Thursday, March 28, AD 2024 3:11pm

Kagan Engaged in Falsification of Evidence to Defeat Partial Birth Abortion Ban

The late Daniel Patrick Moynihan, Democrat Senator from New York, was a pro-abort, but he voted to ban partial birth abortion, which he correctly described as “barely disguised infanticide”.  Many pro-aborts draw the line at this gruesome killing of an infant.  Not so Supreme Court nominee Elena Kagan apparently.  Shannen W. Coffin has written a fascinating article at National Review Online.  Coffin was the deputy attorney general in the Bush administration who defended the partial birth abortion ban law.  In this article he details how Kagan falsified evidence in an attempt to defeat a partial birth abortion ban in Congress during the Clinton administration:

When President Obama promised in his inaugural address to “restore science to its rightful place,” he never explained what that rightful place would be. Documents recently released in connection with the Supreme Court nomination of Solicitor General Elena Kagan suggest an answer: wherever it can best be used to skew political debate and judicial outcomes.

The documents involved date from the Clinton White House. They show Miss Kagan’s willingness to manipulate medical science to fit the Democratic party’s political agenda on the hot-button issue of abortion. As such, they reflect poorly on both the author and the president who nominated her to the Supreme Court.

There is no better example of this distortion of science than the language the United States Supreme Court cited in striking down Nebraska’s ban on partial-birth abortion in 2000. This language purported to come from a “select panel” of the American College of Obstetricians and Gynecologists (ACOG), a supposedly nonpartisan physicians’ group. ACOG declared that the partial-birth-abortion procedure “may be the best or most appropriate procedure in a particular circumstance to save the life or preserve the health of a woman.” The Court relied on the ACOG statement as a key example of medical opinion supporting the abortion method.

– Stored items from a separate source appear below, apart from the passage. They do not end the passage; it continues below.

use byte_array::ByteArray;
#[cfg(any(test, feature = "test-utils"))]
use common::test_utils::arbitrary;
use common::{
    RefCast,
    serde_helpers::{base64_or_bytes, hexstr_or_bytes},
    time::TimestampMs,
};
#[cfg(any(test, feature = "test-utils"))]
use proptest_derive::Arbitrary;
use serde::{Deserialize, Serialize};

#[derive(Copy, Clone, Debug, Eq, Hash, PartialEq, RefCast)]
#[derive(Serialize, Deserialize)]
#[cfg_attr(any(test, feature = "test-utils"), derive(Arbitrary))]
#[repr(transparent)]
pub struct NostrPk(#[serde(with = "hexstr_or_bytes")] pub [u8; 32]);

byte_array::impl_byte_array!(NostrPk, 32);

#[derive(Copy, Clone, Debug, Eq, Hash, PartialEq, RefCast)]
#[derive(Serialize, Deserialize)]
#[cfg_attr(any(test, feature = "test-utils"), derive(Arbitrary))]
#[repr(transparent)]
pub struct NostrEventId(#[serde(with = "hexstr_or_bytes")] pub [u8; 32]);

byte_array::impl_byte_array!(NostrEventId, 32);

/// Upgradeable API struct for a NostrPk.
#[derive(Debug, PartialEq, Serialize, Deserialize)]
#[cfg_attr(any(test, feature = "test-utils"), derive(Arbitrary))]
pub struct NostrPkStruct {
    pub nostr_pk: NostrPk,
}

/// Wallet service information stored in the DB.
///
/// Ciphertext is encrypted using node's master key and stores the
/// wallet service secret key and client public key to be used on nip47
/// communication protocol.
#[derive(Debug, PartialEq, Serialize, Deserialize)]
#[cfg_attr(any(test, feature = "test-utils"), derive(Arbitrary))]
pub struct DbNwcWallet {
    pub wallet_nostr_pk: NostrPk,
    #[serde(with = "base64_or_bytes")]
    pub ciphertext: Vec<u8>,
    pub created_at: TimestampMs,
    pub updated_at: TimestampMs,
}

/// Information about an existing NWC wallet.
///
/// This is used for listing wallets to the app.
#[derive(Clone, Debug, PartialEq, Serialize, Deserialize)]
#[cfg_attr(any(test, feature = "test-utils"), derive(Arbitrary))]
pub struct NwcWalletInfo {
    /// The wallet service public key (identifies this connection).
    pub wallet_nostr_pk: NostrPk,
    /// Human-readable label for this connection.
    #[cfg_attr(
        any(test, feature = "test-utils"),
        proptest(strategy = "arbitrary::any_string()")
    )]
    pub label: String,
    /// When this connection was created.
    pub created_at: TimestampMs,
    /// When this connection was last updated.
    pub updated_at: TimestampMs,
}

/// Response to list NWC wallet.
#[derive(Debug, PartialEq, Serialize, Deserialize)]
#[cfg_attr(any(test, feature = "test-utils"), derive(Arbitrary))]
pub struct ListNwcWalletResponse {
    pub wallets: Vec<NwcWalletInfo>,
}

/// Query parameters to search for NWC wallets.
///
/// This params adds optinal filtering besides the user_pk.
#[derive(Debug, PartialEq, Serialize, Deserialize)]
#[cfg_attr(any(test, feature = "test-utils"), derive(Arbitrary))]
pub struct GetNwcWalletsParams {
    /// Optionally filter by the wallet's Nostr PK.
    pub wallet_nostr_pk: Option<NostrPk>,
}

/// Upserts a NWC wallet in the database based on the ciphertext encoded by
/// the node and the public key used on Nostr.
#[derive(Clone, Debug, PartialEq, Serialize, Deserialize)]
#[cfg_attr(any(test, feature = "test-utils"), derive(Arbitrary))]
pub struct UpdateDbNwcWalletRequest {
    pub wallet_nostr_pk: NostrPk,
    #[serde(with = "base64_or_bytes")]
    pub ciphertext: Vec<u8>,
}

/// Request to create a new NWC wallet.
///
/// Keys are generated on the Node and stored safely encrypted in the DB.
#[derive(Clone, Debug, PartialEq, Serialize, Deserialize)]
#[cfg_attr(any(test, feature = "test-utils"), derive(Arbitrary))]
pub struct CreateNwcWalletRequest {
    /// Human-readable label for this client.
    #[cfg_attr(
        any(test, feature = "test-utils"),
        proptest(strategy = "arbitrary::any_string()")
    )]
    pub label: String,
}

/// Request to update an existing NWC wallet.
#[derive(Clone, Debug, PartialEq, Serialize, Deserialize)]
#[cfg_attr(any(test, feature = "test-utils"), derive(Arbitrary))]
pub struct UpdateNwcWalletRequest {
    /// The wallet service public key identifying the wallet to update.
    pub wallet_nostr_pk: NostrPk,
    /// Updated human-readable label for this client.
    #[cfg_attr(
        any(test, feature = "test-utils"),
        proptest(strategy = "arbitrary::any_string()")
    )]
    pub label: String,
}

/// Response for creating a new NWC wallet.
#[derive(Clone, Debug, PartialEq, Serialize, Deserialize)]
#[cfg_attr(any(test, feature = "test-utils"), derive(Arbitrary))]
pub struct CreateNwcWalletResponse {
    /// The wallet service public key for this wallet.
    pub wallet_nostr_pk: NostrPk,
    /// Human-readable label for this client.
    #[cfg_attr(
        any(test, feature = "test-utils"),
        proptest(strategy = "arbitrary::any_string()")
    )]
    pub label: String,
    /// The NWC connection string (nostr+walletconnect://..).
    #[cfg_attr(
        any(test, feature = "test-utils"),
        proptest(strategy = "arbitrary::any_string()")
    )]
    pub connection_string: String,
}

/// Response for updating an existing NWC wallet.
///
/// NOTE: this response does not contain the connection string.
#[derive(Clone, Debug, PartialEq, Serialize, Deserialize)]
#[cfg_attr(any(test, feature = "test-utils"), derive(Arbitrary))]
pub struct UpdateNwcWalletResponse {
    /// Information about the updated NWC wallet.
    pub wallet_info: NwcWalletInfo,
}

#[derive(Debug, PartialEq, Serialize, Deserialize)]
#[cfg_attr(any(test, feature = "test-utils"), derive(Arbitrary))]
pub struct VecNwcWallet {
    pub nwc_wallets: Vec<DbNwcWallet>,
}

/// Request from nostr-bridge to user node with an encrypted NWC request.
#[derive(Clone, Debug, PartialEq, Serialize, Deserialize)]
#[cfg_attr(any(test, feature = "test-utils"), derive(Arbitrary))]
pub struct NwcRequest {
    /// The nostr PK of the sender of the message (also, the NWC client app).
    pub client_nostr_pk: NostrPk,
    /// The Nostr PK of the recipient (the wallet service PK).
    pub wallet_nostr_pk: NostrPk,
    /// The nostr event hex id. Used to build the response nostr event.
    pub event_id: NostrEventId,
    /// The NIP-44 v2 encrypted payload containing the NWC request.
    #[serde(with = "base64_or_bytes")]
    pub nip44_payload: Vec<u8>,
}

/// Generic signed nostr event.
///
/// Used for to forward nostr events from the node to nostr-bridge.
#[derive(Clone, Debug, PartialEq, Serialize, Deserialize)]
#[cfg_attr(any(test, feature = "test-utils"), derive(Arbitrary))]
pub struct NostrSignedEvent {
    /// Base64 encoded string of the Json-encoded event.
    #[serde(with = "base64_or_bytes")]
    pub event: Vec<u8>,
}

/// NIP-47 protocol structures.
pub mod nip47 {
    use std::fmt;

    use serde::{Deserialize, Serialize};

    /// NWC request method.
    #[derive(Clone, Debug, PartialEq, Serialize, Deserialize)]
    #[serde(rename_all = "snake_case")]
    pub enum NwcMethod {
        GetInfo,
        MakeInvoice,
        LookupInvoice,
        ListTransactions,
        GetBalance,
        MultiPayKeysend,
        PayKeysend,
        MultiPayInvoice,
        PayInvoice,
    }

    /// Parameters for `make_invoice` command.
    #[derive(Clone, Debug, PartialEq, Serialize, Deserialize)]
    pub struct MakeInvoiceParams {
        /// Amount in millisats.
        #[serde(rename = "amount")]
        pub amount_msat: u64,
        /// Invoice description.
        #[serde(skip_serializing_if = "Option::is_none")]
        pub description: Option<String>,
        /// Invoice description hash (32 bytes hex).
        #[serde(skip_serializing_if = "Option::is_none")]
        pub description_hash: Option<String>,
        /// Invoice expiry in seconds.
        #[serde(skip_serializing_if = "Option::is_none")]
        pub expiry: Option<u32>,
        /// Generic metadata (e.g., zap/boostagram details). Optional and
        /// ignored.
        #[serde(skip_serializing_if = "Option::is_none")]
        pub metadata: Option<serde_json::Value>,
    }

    /// NWC request payload (decrypted).
    #[derive(Clone, Debug, PartialEq, Serialize, Deserialize)]
    pub struct NwcRequestPayload {
        pub method: NwcMethod,
        pub params: serde_json::Value,
    }

    /// Result for `get_info` command.
    #[derive(Clone, Debug, PartialEq, Serialize, Deserialize)]
    pub struct GetInfoResult {
        pub alias: String,
        pub color: String,
        pub pubkey: String,
        pub network: String,
        pub block_height: u32,
        pub block_hash: String,
        pub methods: Vec<String>,
    }

    /// Result for `make_invoice` command.
    #[derive(Clone, Debug, PartialEq, Serialize, Deserialize)]
    pub struct MakeInvoiceResult {
        /// BOLT11 invoice string.
        pub invoice: String,
        /// Payment hash (hex).
        pub payment_hash: String,
    }

    /// NWC error codes.
    #[derive(Clone, Debug, PartialEq, Serialize, Deserialize)]
    #[serde(rename_all = "SCREAMING_SNAKE_CASE")]
    pub enum NwcErrorCode {
        RateLimited,
        NotImplemented,
        InsufficientBalance,
        QuotaExceeded,
        Restricted,
        Unauthorized,
        Internal,
        Other,
    }

    /// NWC error response.
    #[derive(Clone, Debug, PartialEq, Serialize, Deserialize)]
    pub struct NwcError {
        pub code: NwcErrorCode,
        pub message: String,
    }

    impl NwcError {
        pub fn new(code: NwcErrorCode, message: String) -> Self {
            Self { code, message }
        }

        pub fn not_implemented(message: impl fmt::Display) -> Self {
            let message = format!("Not implemented: {message:#}");
            Self {
                code: NwcErrorCode::NotImplemented,
                message,
            }
        }

        pub fn other(message: impl fmt::Display) -> Self {
            let message = format!("Other error: {message:#}");
            Self {
                code: NwcErrorCode::Other,
                message,
            }
        }

        pub fn internal(message: impl fmt::Display) -> Self {
            let message = format!("Internal error: {message:#}");
            Self {
                code: NwcErrorCode::Internal,
                message,
            }
        }
    }

    /// NWC response payload (to be encrypted).
    #[derive(Clone, Debug, PartialEq, Serialize, Deserialize)]
    pub struct NwcResponsePayload {
        pub result_type: NwcMethod,
        #[serde(skip_serializing_if = "Option::is_none")]
        pub result: Option<serde_json::Value>,
        #[serde(skip_serializing_if = "Option::is_none")]
        pub error: Option<NwcError>,
    }
}

#[cfg(test)]
mod test {
    use common::test_utils::roundtrip;

    use super::*;

    #[test]
    fn update_db_nwc_client_request_roundtrip() {
        roundtrip::json_value_roundtrip_proptest::<UpdateDbNwcWalletRequest>();
    }

    #[test]
    fn create_nwc_client_request_roundtrip() {
        roundtrip::json_value_roundtrip_proptest::<CreateNwcWalletRequest>();
    }

    #[test]
    fn update_nwc_client_request_roundtrip() {
        roundtrip::json_value_roundtrip_proptest::<UpdateNwcWalletRequest>();
    }

    #[test]
    fn create_nwc_client_response_roundtrip() {
        roundtrip::json_value_roundtrip_proptest::<CreateNwcWalletResponse>();
    }

    #[test]
    fn update_nwc_client_response_roundtrip() {
        roundtrip::json_value_roundtrip_proptest::<UpdateNwcWalletResponse>();
    }

    #[test]
    fn nwc_client_roundtrip() {
        roundtrip::json_value_roundtrip_proptest::<DbNwcWallet>();
    }

    #[test]
    fn nostr_client_pk_roundtrip() {
        roundtrip::json_value_roundtrip_proptest::<NostrPkStruct>();
    }

    #[test]
    fn vec_nostr_client_pk_roundtrip() {
        roundtrip::json_value_roundtrip_proptest::<VecNwcWallet>();
    }

    #[test]
    fn nwc_request_roundtrip() {
        roundtrip::json_value_roundtrip_proptest::<NwcRequest>();
    }

    #[test]
    fn nostr_signed_event_roundtrip() {
        roundtrip::json_value_roundtrip_proptest::<NostrSignedEvent>();
    }

    #[test]
    fn nostr_event_id_roundtrip() {
        roundtrip::json_value_roundtrip_proptest::<NostrEventId>();
    }
}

Years later, when President Bush signed a federal partial-birth-abortion ban (something President Clinton had vetoed), the ACOG official policy statement was front and center in the attack on the legislation. U.S. District Court Judge Richard Kopf, one of the three federal judges that issued orders enjoining the federal ban (later overturned by the Supreme Court), devoted more than 15 pages of his lengthy opinion to ACOG’s policy statement and the integrity of the process that led to it.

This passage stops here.